┌─ Input data

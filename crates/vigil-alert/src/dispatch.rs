use anyhow::Result;
use async_trait::async_trait;
use chrono::{DateTime, Utc};
use serde::Serialize;
use std::sync::atomic::{AtomicU64, Ordering};
use std::sync::Arc;
use vigil_common::types::{ActiveAlert, Labels};

/// Receives firing and resolved edges.
#[async_trait]
pub trait Notifier: Send + Sync {
    async fn notify_firing(&self, alert: &ActiveAlert) -> Result<()>;
    async fn notify_resolved(&self, alert: &ActiveAlert) -> Result<()>;
}

/// Starts an escalation sequence for a newly firing alert.
#[async_trait]
pub trait Escalator: Send + Sync {
    async fn start_escalation(&self, alert: ActiveAlert) -> Result<()>;
}

/// Answers whether an alert's labels are silenced right now.
///
/// Called on the evaluation path, so implementations must not block.
pub trait Suppressor: Send + Sync {
    /// IDs of every active suppression rule matching `labels` at `now`.
    fn matching(&self, labels: &Labels, now: DateTime<Utc>) -> Vec<String>;
}

/// A state edge produced by the lifecycle manager.
#[derive(Debug, Clone)]
pub enum Transition {
    Firing(ActiveAlert),
    Resolved(ActiveAlert),
}

impl Transition {
    pub fn alert(&self) -> &ActiveAlert {
        match self {
            Transition::Firing(a) | Transition::Resolved(a) => a,
        }
    }
}

#[derive(Debug, Default)]
pub struct DispatchStats {
    firing: AtomicU64,
    resolved: AtomicU64,
    failures: AtomicU64,
}

#[derive(Debug, Clone, Copy, Default, PartialEq, Eq, Serialize)]
pub struct DispatchCounts {
    pub firing: u64,
    pub resolved: u64,
    pub failures: u64,
}

impl DispatchStats {
    pub fn snapshot(&self) -> DispatchCounts {
        DispatchCounts {
            firing: self.firing.load(Ordering::Relaxed),
            resolved: self.resolved.load(Ordering::Relaxed),
            failures: self.failures.load(Ordering::Relaxed),
        }
    }
}

/// Hands transitions to the notifier and escalator on detached tasks so that
/// a slow channel never holds up evaluation. Failures are logged and counted,
/// never propagated back into alert state.
pub struct Dispatcher {
    notifier: Option<Arc<dyn Notifier>>,
    escalator: Option<Arc<dyn Escalator>>,
    stats: Arc<DispatchStats>,
}

impl Dispatcher {
    pub fn new(notifier: Option<Arc<dyn Notifier>>, escalator: Option<Arc<dyn Escalator>>) -> Self {
        Self {
            notifier,
            escalator,
            stats: Arc::new(DispatchStats::default()),
        }
    }

    pub fn stats(&self) -> DispatchCounts {
        self.stats.snapshot()
    }

    pub fn dispatch(&self, transition: Transition) {
        match &transition {
            Transition::Firing(_) => self.stats.firing.fetch_add(1, Ordering::Relaxed),
            Transition::Resolved(_) => self.stats.resolved.fetch_add(1, Ordering::Relaxed),
        };

        if self.notifier.is_none() && self.escalator.is_none() {
            return;
        }

        let Ok(handle) = tokio::runtime::Handle::try_current() else {
            tracing::warn!(
                fingerprint = %transition.alert().fingerprint,
                "No runtime available, dropping alert dispatch"
            );
            return;
        };

        if let Some(notifier) = self.notifier.clone() {
            let stats = self.stats.clone();
            let transition = transition.clone();
            handle.spawn(async move {
                let (kind, result) = match &transition {
                    Transition::Firing(alert) => ("firing", notifier.notify_firing(alert).await),
                    Transition::Resolved(alert) => {
                        ("resolved", notifier.notify_resolved(alert).await)
                    }
                };
                if let Err(e) = result {
                    stats.failures.fetch_add(1, Ordering::Relaxed);
                    tracing::error!(
                        fingerprint = %transition.alert().fingerprint,
                        kind,
                        error = %e,
                        "Alert notification failed"
                    );
                }
            });
        }

        if let (Transition::Firing(alert), Some(escalator)) = (transition, self.escalator.clone())
        {
            if alert.escalation_policy.is_none() {
                return;
            }
            let stats = self.stats.clone();
            handle.spawn(async move {
                let fingerprint = alert.fingerprint.clone();
                if let Err(e) = escalator.start_escalation(alert).await {
                    stats.failures.fetch_add(1, Ordering::Relaxed);
                    tracing::error!(fingerprint = %fingerprint, error = %e, "Escalation failed to start");
                }
            });
        }
    }
}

└─

### Work task:
Look through the lines above and collect those with the word "kind".

### Response to the exercise:
                let (kind, result) = match &transition {
                        kind,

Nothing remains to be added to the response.